Exercise inputs:
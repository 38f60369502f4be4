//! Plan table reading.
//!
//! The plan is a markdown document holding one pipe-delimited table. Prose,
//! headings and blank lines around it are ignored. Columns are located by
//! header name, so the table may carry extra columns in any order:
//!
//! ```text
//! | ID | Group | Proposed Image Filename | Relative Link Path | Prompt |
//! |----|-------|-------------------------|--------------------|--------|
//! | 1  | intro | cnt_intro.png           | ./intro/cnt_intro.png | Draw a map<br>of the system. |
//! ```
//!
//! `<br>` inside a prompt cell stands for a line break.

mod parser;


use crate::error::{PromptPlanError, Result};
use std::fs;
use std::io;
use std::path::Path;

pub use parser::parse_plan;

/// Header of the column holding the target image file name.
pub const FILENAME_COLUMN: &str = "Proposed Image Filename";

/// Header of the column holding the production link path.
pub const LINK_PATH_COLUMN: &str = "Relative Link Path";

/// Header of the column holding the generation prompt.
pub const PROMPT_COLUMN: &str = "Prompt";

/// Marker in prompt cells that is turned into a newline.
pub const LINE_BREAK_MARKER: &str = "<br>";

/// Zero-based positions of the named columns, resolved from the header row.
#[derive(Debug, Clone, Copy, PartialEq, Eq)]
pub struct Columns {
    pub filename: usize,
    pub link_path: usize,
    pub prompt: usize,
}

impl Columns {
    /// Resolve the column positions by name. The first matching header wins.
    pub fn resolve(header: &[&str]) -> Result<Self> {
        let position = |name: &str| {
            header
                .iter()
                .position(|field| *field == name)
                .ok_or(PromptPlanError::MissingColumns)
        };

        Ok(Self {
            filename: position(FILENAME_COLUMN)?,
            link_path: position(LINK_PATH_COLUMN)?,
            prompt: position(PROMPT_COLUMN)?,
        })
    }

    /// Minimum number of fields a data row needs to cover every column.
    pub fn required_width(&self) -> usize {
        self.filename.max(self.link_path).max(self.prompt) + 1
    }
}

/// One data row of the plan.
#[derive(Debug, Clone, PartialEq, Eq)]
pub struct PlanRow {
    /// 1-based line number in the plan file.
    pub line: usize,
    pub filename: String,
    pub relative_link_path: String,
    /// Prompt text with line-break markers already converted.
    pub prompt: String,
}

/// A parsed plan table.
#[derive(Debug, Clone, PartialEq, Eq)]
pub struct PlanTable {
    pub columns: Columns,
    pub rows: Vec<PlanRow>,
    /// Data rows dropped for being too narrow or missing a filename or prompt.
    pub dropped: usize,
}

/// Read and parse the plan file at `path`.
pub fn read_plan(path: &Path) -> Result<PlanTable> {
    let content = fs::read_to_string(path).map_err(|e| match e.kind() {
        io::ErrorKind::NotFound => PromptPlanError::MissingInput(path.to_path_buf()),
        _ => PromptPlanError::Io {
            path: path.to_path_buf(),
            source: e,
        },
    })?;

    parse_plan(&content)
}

==

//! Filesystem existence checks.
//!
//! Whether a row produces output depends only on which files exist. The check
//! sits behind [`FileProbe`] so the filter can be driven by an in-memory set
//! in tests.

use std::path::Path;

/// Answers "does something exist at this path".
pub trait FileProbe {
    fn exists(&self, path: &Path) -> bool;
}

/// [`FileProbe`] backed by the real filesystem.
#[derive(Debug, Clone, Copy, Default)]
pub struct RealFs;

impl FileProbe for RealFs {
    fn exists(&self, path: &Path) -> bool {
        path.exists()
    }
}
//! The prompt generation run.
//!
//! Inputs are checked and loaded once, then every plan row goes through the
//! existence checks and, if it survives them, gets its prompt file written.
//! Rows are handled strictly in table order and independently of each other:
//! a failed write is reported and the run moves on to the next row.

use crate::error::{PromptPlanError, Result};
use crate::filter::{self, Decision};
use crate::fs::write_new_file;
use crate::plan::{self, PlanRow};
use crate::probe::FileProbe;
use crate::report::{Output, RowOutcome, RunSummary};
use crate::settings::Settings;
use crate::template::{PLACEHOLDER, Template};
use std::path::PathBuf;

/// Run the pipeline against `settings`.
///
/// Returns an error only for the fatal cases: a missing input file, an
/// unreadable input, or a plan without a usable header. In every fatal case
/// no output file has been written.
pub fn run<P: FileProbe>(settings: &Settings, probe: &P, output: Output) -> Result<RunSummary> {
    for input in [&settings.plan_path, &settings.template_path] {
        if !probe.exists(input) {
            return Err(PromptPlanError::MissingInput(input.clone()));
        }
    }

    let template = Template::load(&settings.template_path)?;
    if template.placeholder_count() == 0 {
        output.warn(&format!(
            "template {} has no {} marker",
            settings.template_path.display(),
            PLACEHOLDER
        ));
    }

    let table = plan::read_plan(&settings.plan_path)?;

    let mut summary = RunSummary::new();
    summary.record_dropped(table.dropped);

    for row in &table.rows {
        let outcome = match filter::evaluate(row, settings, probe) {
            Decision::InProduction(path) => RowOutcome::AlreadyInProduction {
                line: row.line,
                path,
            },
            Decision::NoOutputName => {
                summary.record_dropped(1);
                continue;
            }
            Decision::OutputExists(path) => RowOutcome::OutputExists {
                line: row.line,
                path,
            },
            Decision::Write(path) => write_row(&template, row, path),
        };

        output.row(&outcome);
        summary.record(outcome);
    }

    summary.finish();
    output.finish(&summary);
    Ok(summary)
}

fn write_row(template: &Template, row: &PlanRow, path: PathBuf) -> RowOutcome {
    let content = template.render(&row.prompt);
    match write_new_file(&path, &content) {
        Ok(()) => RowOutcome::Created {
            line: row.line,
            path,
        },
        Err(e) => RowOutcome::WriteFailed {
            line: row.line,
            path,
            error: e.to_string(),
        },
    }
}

Work to be completed:
Lines containing the word "PlanRow": copy each of them from the material.

Exercise result:
pub struct PlanRow {
    pub rows: Vec<PlanRow>,
use crate::plan::{self, PlanRow};
fn write_row(template: &Template, row: &PlanRow, path: PathBuf) -> RowOutcome {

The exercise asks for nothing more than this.